==== Provided records ====
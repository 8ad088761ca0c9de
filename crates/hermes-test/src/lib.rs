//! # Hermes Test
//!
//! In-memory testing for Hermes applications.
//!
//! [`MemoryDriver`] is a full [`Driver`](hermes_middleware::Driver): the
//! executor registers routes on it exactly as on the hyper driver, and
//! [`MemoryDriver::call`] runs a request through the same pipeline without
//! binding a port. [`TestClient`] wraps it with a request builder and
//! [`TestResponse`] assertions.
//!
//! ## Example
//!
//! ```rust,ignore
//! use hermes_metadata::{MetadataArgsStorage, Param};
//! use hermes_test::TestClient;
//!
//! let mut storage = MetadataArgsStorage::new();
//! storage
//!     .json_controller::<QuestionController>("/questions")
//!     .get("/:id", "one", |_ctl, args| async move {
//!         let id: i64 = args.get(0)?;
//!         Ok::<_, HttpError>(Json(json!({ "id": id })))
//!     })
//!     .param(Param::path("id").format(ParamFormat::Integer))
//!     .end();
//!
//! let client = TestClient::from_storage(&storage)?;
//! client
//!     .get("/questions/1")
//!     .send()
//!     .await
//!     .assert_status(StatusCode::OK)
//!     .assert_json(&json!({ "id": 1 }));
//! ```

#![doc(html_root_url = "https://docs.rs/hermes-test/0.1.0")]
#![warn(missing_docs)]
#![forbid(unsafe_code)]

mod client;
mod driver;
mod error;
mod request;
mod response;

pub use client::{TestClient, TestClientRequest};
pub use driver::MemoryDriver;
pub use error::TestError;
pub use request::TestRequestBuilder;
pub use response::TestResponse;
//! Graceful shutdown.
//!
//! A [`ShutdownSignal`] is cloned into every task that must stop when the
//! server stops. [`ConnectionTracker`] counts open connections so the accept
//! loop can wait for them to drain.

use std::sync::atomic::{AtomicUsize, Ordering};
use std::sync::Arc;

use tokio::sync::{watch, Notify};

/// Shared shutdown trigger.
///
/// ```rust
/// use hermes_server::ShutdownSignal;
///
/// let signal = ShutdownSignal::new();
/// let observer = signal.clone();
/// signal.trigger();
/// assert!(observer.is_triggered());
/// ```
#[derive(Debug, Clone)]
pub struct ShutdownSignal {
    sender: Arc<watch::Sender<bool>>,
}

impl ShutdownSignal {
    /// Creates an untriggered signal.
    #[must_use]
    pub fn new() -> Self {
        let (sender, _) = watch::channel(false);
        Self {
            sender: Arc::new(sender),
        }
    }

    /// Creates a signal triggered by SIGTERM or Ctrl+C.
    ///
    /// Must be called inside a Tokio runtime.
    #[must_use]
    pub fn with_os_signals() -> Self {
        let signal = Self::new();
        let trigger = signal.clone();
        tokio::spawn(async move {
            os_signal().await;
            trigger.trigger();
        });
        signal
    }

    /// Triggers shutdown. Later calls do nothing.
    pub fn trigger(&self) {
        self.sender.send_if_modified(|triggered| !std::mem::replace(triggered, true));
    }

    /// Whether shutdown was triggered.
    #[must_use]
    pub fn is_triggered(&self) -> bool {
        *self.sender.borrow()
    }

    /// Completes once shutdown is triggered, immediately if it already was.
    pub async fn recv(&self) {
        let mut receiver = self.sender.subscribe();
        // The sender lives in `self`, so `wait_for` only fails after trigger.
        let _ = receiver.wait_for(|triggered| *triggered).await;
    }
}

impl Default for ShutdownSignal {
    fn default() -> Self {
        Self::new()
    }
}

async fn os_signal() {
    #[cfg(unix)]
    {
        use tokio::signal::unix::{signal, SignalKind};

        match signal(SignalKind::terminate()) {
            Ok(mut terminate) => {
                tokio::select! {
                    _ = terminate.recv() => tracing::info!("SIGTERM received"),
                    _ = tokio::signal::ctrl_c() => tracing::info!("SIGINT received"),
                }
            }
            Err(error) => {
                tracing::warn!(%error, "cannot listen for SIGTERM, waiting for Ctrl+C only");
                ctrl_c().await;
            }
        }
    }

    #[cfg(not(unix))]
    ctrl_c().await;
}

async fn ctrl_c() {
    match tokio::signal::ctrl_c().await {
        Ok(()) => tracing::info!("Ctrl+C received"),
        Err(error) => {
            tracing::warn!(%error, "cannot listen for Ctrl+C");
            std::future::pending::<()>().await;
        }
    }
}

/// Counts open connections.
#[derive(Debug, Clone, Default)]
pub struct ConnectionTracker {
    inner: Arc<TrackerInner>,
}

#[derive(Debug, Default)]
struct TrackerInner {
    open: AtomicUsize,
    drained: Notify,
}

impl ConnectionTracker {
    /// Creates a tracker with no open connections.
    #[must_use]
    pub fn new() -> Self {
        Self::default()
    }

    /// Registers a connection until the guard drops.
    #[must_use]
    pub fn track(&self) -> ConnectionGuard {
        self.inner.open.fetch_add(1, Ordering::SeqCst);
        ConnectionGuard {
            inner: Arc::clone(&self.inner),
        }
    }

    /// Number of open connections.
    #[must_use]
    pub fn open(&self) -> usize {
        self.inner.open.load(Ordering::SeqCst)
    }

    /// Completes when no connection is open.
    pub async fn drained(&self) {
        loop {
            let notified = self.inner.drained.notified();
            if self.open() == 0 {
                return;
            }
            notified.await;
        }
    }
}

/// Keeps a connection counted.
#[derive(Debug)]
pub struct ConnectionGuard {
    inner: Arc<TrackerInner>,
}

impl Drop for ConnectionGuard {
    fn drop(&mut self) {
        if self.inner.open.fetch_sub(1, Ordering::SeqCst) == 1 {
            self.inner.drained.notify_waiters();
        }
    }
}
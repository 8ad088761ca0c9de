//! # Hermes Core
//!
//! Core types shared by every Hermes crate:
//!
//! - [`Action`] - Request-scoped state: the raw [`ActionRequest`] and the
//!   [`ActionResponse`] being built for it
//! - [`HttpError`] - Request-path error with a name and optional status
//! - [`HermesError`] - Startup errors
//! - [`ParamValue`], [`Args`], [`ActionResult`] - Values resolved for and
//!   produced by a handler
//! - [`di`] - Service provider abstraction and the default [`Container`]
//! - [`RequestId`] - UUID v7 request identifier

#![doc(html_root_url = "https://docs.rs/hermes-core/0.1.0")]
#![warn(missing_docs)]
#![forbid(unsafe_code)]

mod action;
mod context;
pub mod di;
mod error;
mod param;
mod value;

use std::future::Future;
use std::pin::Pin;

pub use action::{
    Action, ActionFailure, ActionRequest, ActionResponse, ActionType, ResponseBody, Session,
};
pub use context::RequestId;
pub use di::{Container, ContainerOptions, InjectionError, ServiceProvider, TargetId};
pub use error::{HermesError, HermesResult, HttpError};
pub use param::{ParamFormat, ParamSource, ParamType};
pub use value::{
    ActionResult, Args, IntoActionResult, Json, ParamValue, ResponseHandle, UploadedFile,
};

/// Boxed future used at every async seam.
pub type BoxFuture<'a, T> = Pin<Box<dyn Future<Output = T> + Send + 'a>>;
====
Tally the lines of the entries that carry the word "HttpError" and say only that number.

** Exercise output **
3